Nasz maluch właśnie skończył roczek i pierwszy raz nam lekko zagorączkował (nie licząc incydentu po szczepionce), temperatura poniżej 38 jeszcze nie jest mocno niepokojąca, a wręcz przeciwnie świadczy o walce organizmu z jakimś wrogiem, więc nie zbijamy jej żadnymi chemicznymi lekami. Postanowiłam wykorzystać to co mamy w spiżarni. Odpowiednie okazały się kasza jaglana, maliny i daktyle, takie śniadanko powinno postawić na nogi malucha. Zarówno maliny jak i daktyle zawierają salicylany posiadające między innymi właściwości rozgrzewające, przeciwzapalne i przeciwgorączkowe.
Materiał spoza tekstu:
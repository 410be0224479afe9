//! Per-node provisioner configuration.
//!
//! Established once at process startup and immutable afterwards; every
//! provision and delete call reads it, none mutates it.
//!
//! Environment variables:
//! - `NODE_NAME`: identity of the node this instance runs on (required).
//! - `PV_DIR`: root directory under which backing directories are created
//!   (required). Must match the host path mounted into the provisioner's
//!   own deployment.
//! - `USE_NAMING_PREFIX`: set to `true` (case-insensitive) to prefix backing
//!   directory names with the claim name. Defaults to off.
//!
//! Missing required variables surface as a structured [`ConfigError`]; the
//! bootstrap layer decides whether that aborts the process.

use serde::{Deserialize, Serialize};
use std::env;
use std::path::PathBuf;
use thiserror::Error;

/// Environment variable naming the node this instance runs on.
pub const ENV_NODE_NAME: &str = "NODE_NAME";
/// Environment variable naming the backing-storage root directory.
pub const ENV_PV_DIR: &str = "PV_DIR";
/// Environment variable toggling claim-name prefixes on backing directories.
pub const ENV_USE_NAMING_PREFIX: &str = "USE_NAMING_PREFIX";

/// Identity string stamped onto every volume this provisioner kind creates.
///
/// Shared by every node's instance — per-node selectivity comes from the
/// node-affinity term and the provision-on-node annotation, not from this
/// string.
pub const DEFAULT_PROVISIONER_IDENTITY: &str = "rk8s.io/hostpath-provisioner";

/// Startup configuration failures.
#[derive(Debug, Error, Serialize, Deserialize, Clone, PartialEq, Eq)]
pub enum ConfigError {
    /// A required environment variable is unset or empty.
    #[error("required environment variable {0} is not set")]
    MissingEnv(String),
}

/// Immutable per-node configuration for the hostpath provisioner.
#[derive(Debug, Clone, Serialize, Deserialize, PartialEq, Eq)]
pub struct ProvisionerConfig {
    /// Identity of the node this instance runs on.
    pub node_name: String,
    /// Root directory for all backing directories.
    pub pv_root: PathBuf,
    /// Ownership identity stamped onto provisioned volumes.
    pub identity: String,
    /// Whether backing directory names are prefixed with the claim name.
    pub use_naming_prefix: bool,
}

impl ProvisionerConfig {
    /// Build a configuration with the default identity and no naming prefix.
    pub fn new(node_name: impl Into<String>, pv_root: impl Into<PathBuf>) -> Self {
        Self {
            node_name: node_name.into(),
            pv_root: pv_root.into(),
            identity: DEFAULT_PROVISIONER_IDENTITY.to_owned(),
            use_naming_prefix: false,
        }
    }

    /// Enable or disable the claim-name prefix on backing directories.
    pub fn with_naming_prefix(mut self, enabled: bool) -> Self {
        self.use_naming_prefix = enabled;
        self
    }

    /// Read configuration from process environment variables.
    pub fn from_env() -> Result<Self, ConfigError> {
        Self::from_lookup(|key| env::var(key).ok())
    }

    /// Read configuration through an arbitrary key lookup.
    ///
    /// `from_env` is a thin wrapper over this; tests supply their own lookup
    /// so they never mutate the process environment.
    pub fn from_lookup<F>(lookup: F) -> Result<Self, ConfigError>
    where
        F: Fn(&str) -> Option<String>,
    {
        let node_name = lookup(ENV_NODE_NAME)
            .filter(|v| !v.is_empty())
            .ok_or_else(|| ConfigError::MissingEnv(ENV_NODE_NAME.to_owned()))?;
        let pv_root = lookup(ENV_PV_DIR)
            .filter(|v| !v.is_empty())
            .ok_or_else(|| ConfigError::MissingEnv(ENV_PV_DIR.to_owned()))?;
        let use_naming_prefix = lookup(ENV_USE_NAMING_PREFIX)
            .map(|v| v.eq_ignore_ascii_case("true"))
            .unwrap_or(false);

        Ok(Self {
            node_name,
            pv_root: PathBuf::from(pv_root),
            identity: DEFAULT_PROVISIONER_IDENTITY.to_owned(),
            use_naming_prefix,
        })
    }
}
#[cfg(test)]
mod tests {
    use super::*;
    use crate::types::{
        ANN_PROVISION_ON_NODE, ANN_PROVISIONER_IDENTITY, AccessMode, ClaimRef, GIGA,
        HOSTNAME_LABEL, Quantity,
    };
    use std::path::Path;

    const NODE: &str = "test-node";

    /// Probe returning a fixed quantity, for tests that must not depend on
    /// the host filesystem's size.
    struct FixedProbe(i64);

    impl CapacityProbe for FixedProbe {
        fn probe(&self, _root: &Path) -> Result<Quantity, HostPathError> {
            Ok(Quantity::from_bytes(self.0))
        }
    }

    /// Probe that always fails, to prove provisioning aborts before any
    /// directory is created.
    struct FailingProbe;

    impl CapacityProbe for FailingProbe {
        fn probe(&self, root: &Path) -> Result<Quantity, HostPathError> {
            Err(HostPathError::ProbeFailed {
                path: root.display().to_string(),
                reason: "synthetic failure".into(),
            })
        }
    }

    fn make_provisioner(root: &Path) -> HostPathProvisioner {
        HostPathProvisioner::new(ProvisionerConfig::new(NODE, root))
    }

    fn make_request(pv_name: &str, claim_name: &str, target_node: Option<&str>) -> ProvisionRequest {
        let mut annotations = HashMap::new();
        if let Some(node) = target_node {
            annotations.insert(ANN_PROVISION_ON_NODE.to_owned(), node.to_owned());
        }
        ProvisionRequest {
            pv_name: pv_name.to_owned(),
            claim: ClaimRef {
                name: claim_name.to_owned(),
                namespace: "default".to_owned(),
                annotations,
                access_modes: vec![AccessMode::ReadWriteOnce],
            },
        }
    }

    async fn provision_ok(
        provisioner: &HostPathProvisioner,
        req: ProvisionRequest,
    ) -> VolumeDescriptor {
        match provisioner.provision(req).await.unwrap() {
            ProvisionOutcome::Provisioned(descriptor) => descriptor,
            ProvisionOutcome::NotMine { reason } => {
                panic!("expected a provisioned volume, got NotMine: {reason}")
            }
        }
    }

    #[tokio::test]
    async fn provision_on_matching_node() {
        let tmp = tempfile::tempdir().unwrap();
        let provisioner = make_provisioner(tmp.path());

        let descriptor =
            provision_ok(&provisioner, make_request("pv-1", "claim-a", Some(NODE))).await;

        // Backing path is a child of the root and exists on disk.
        assert!(descriptor.path.starts_with(tmp.path()));
        assert_eq!(descriptor.path, tmp.path().join("pv-1"));
        assert!(descriptor.path.is_dir());

        // Capacity is a positive whole multiple of a giga-unit.
        let capacity = descriptor.storage_capacity().unwrap();
        assert!(capacity.as_bytes() > 0);
        assert_eq!(capacity.as_bytes() % GIGA, 0);

        // Affinity names exactly this node.
        assert_eq!(descriptor.node_affinity.key, HOSTNAME_LABEL);
        assert_eq!(descriptor.node_affinity.node, NODE);

        // Ownership stamp, reclaim policy, and access modes.
        assert_eq!(
            descriptor.annotations.get(ANN_PROVISIONER_IDENTITY),
            Some(&provisioner.config().identity)
        );
        assert_eq!(descriptor.reclaim_policy, ReclaimPolicy::Delete);
        assert_eq!(descriptor.access_modes, vec![AccessMode::ReadWriteOnce]);
    }

    #[tokio::test]
    async fn backing_directory_is_world_writable() {
        let tmp = tempfile::tempdir().unwrap();
        let provisioner = make_provisioner(tmp.path());

        let descriptor =
            provision_ok(&provisioner, make_request("pv-1", "claim-a", Some(NODE))).await;

        let mode = std::fs::metadata(&descriptor.path)
            .unwrap()
            .permissions()
            .mode();
        assert_eq!(mode & 0o777, 0o777);
    }

    #[tokio::test]
    async fn provision_for_other_node_is_not_mine() {
        let tmp = tempfile::tempdir().unwrap();
        let provisioner = make_provisioner(tmp.path());

        let outcome = provisioner
            .provision(make_request("pv-1", "claim-a", Some("other-node")))
            .await
            .unwrap();
        assert!(outcome.is_not_mine());

        // Nothing may be created on disk for a foreign claim.
        assert_eq!(std::fs::read_dir(tmp.path()).unwrap().count(), 0);
    }

    #[tokio::test]
    async fn provision_without_target_annotation_is_not_mine() {
        let tmp = tempfile::tempdir().unwrap();
        let provisioner = make_provisioner(tmp.path());

        let outcome = provisioner
            .provision(make_request("pv-1", "claim-a", None))
            .await
            .unwrap();
        assert!(outcome.is_not_mine());
        assert_eq!(std::fs::read_dir(tmp.path()).unwrap().count(), 0);
    }

    #[tokio::test]
    async fn naming_prefix_includes_claim_name() {
        let tmp = tempfile::tempdir().unwrap();
        let config = ProvisionerConfig::new(NODE, tmp.path()).with_naming_prefix(true);
        let provisioner = HostPathProvisioner::new(config);

        let descriptor =
            provision_ok(&provisioner, make_request("pv-1", "claim-a", Some(NODE))).await;
        assert_eq!(descriptor.path, tmp.path().join("claim-a-pv-1"));
        assert!(descriptor.path.is_dir());
    }

    #[tokio::test]
    async fn probe_failure_aborts_before_directory_creation() {
        let tmp = tempfile::tempdir().unwrap();
        let provisioner = HostPathProvisioner::with_probe(
            ProvisionerConfig::new(NODE, tmp.path()),
            Box::new(FailingProbe),
        );

        let result = provisioner
            .provision(make_request("pv-1", "claim-a", Some(NODE)))
            .await;
        assert!(matches!(result, Err(HostPathError::ProbeFailed { .. })));

        // The backing directory must not exist after an aborted provision.
        assert_eq!(std::fs::read_dir(tmp.path()).unwrap().count(), 0);
    }

    #[tokio::test]
    async fn fixed_probe_capacity_lands_on_descriptor() {
        let tmp = tempfile::tempdir().unwrap();
        let provisioner = HostPathProvisioner::with_probe(
            ProvisionerConfig::new(NODE, tmp.path()),
            Box::new(FixedProbe(5 * GIGA)),
        );

        let descriptor =
            provision_ok(&provisioner, make_request("pv-1", "claim-a", Some(NODE))).await;
        assert_eq!(
            descriptor.storage_capacity(),
            Some(Quantity::from_bytes(5 * GIGA))
        );
    }

    #[tokio::test]
    async fn delete_owned_volume_removes_directory() {
        let tmp = tempfile::tempdir().unwrap();
        let provisioner = make_provisioner(tmp.path());

        let descriptor =
            provision_ok(&provisioner, make_request("pv-1", "claim-a", Some(NODE))).await;
        std::fs::write(descriptor.path.join("data.bin"), b"payload").unwrap();

        let outcome = provisioner.delete(&descriptor).await.unwrap();
        assert!(matches!(outcome, DeleteOutcome::Deleted));
        assert!(!descriptor.path.exists());
    }

    #[tokio::test]
    async fn delete_is_idempotent_on_missing_path() {
        let tmp = tempfile::tempdir().unwrap();
        let provisioner = make_provisioner(tmp.path());

        let descriptor =
            provision_ok(&provisioner, make_request("pv-1", "claim-a", Some(NODE))).await;
        provisioner.delete(&descriptor).await.unwrap();

        // Second delete of the same, now-missing path succeeds quietly.
        let outcome = provisioner.delete(&descriptor).await.unwrap();
        assert!(matches!(outcome, DeleteOutcome::Deleted));
    }

    #[tokio::test]
    async fn delete_without_identity_annotation_is_a_hard_error() {
        let tmp = tempfile::tempdir().unwrap();
        let provisioner = make_provisioner(tmp.path());

        let mut descriptor =
            provision_ok(&provisioner, make_request("pv-1", "claim-a", Some(NODE))).await;
        descriptor.annotations.clear();

        let result = provisioner.delete(&descriptor).await;
        assert!(matches!(
            result,
            Err(HostPathError::IdentityAnnotationMissing { .. })
        ));

        // The backing directory must be left untouched.
        assert!(descriptor.path.is_dir());
    }

    #[tokio::test]
    async fn delete_of_foreign_volume_is_not_mine_and_keeps_data() {
        let tmp = tempfile::tempdir().unwrap();
        let provisioner = make_provisioner(tmp.path());

        let mut descriptor =
            provision_ok(&provisioner, make_request("pv-1", "claim-a", Some(NODE))).await;
        descriptor.annotations.insert(
            ANN_PROVISIONER_IDENTITY.to_owned(),
            "someone-else/provisioner".to_owned(),
        );

        let outcome = provisioner.delete(&descriptor).await.unwrap();
        assert!(outcome.is_not_mine());
        assert!(descriptor.path.is_dir());
    }

    #[tokio::test]
    async fn concurrent_provisions_for_distinct_volumes() {
        let tmp = tempfile::tempdir().unwrap();
        let provisioner = std::sync::Arc::new(make_provisioner(tmp.path()));

        let mut handles = Vec::new();
        for i in 0..4 {
            let p = provisioner.clone();
            handles.push(tokio::spawn(async move {
                provision_ok(&p, make_request(&format!("pv-{i}"), "claim-a", Some(NODE))).await
            }));
        }
        for handle in handles {
            let descriptor = handle.await.unwrap();
            assert!(descriptor.path.is_dir());
        }
        assert_eq!(std::fs::read_dir(tmp.path()).unwrap().count(), 4);
    }
}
Kasza jaglana oprócz tego, że rozgrzewa, działa osuszająco i przeciwwirusowo, a olej kokosowy posiada kwas laurynowy, którego metabolit wspiera w walce z drobnoustrojami. Poza walorami zdrowotnymi kaszka taka jest bardzo smaczna i pożywna. Dodam, że w takich chorowitych dniach kasza jaglana na śniadanie, obiad i kolacje i zapewniam Was, że nie musi być nudno. Maluch zdrowy! :)
Składniki:
kasza jaglana ugotowana
łyżeczka oleju kokoswego
łyżeczka oleju kokoswego
kubek malin (my użyliśmy mrożonych)
1/4 kubka soku malinowego bez cukru
6 daktyli
maliny do udekorowania
maliny do udekorowania
Kaszę mielimy z odrobiną wody i podgrzewamy, dodajemy maliny i daktyle i mielimy na krem, na koniec dodajemy sok i mieszamy. Jemy póki ciepłe! Na zdrowie!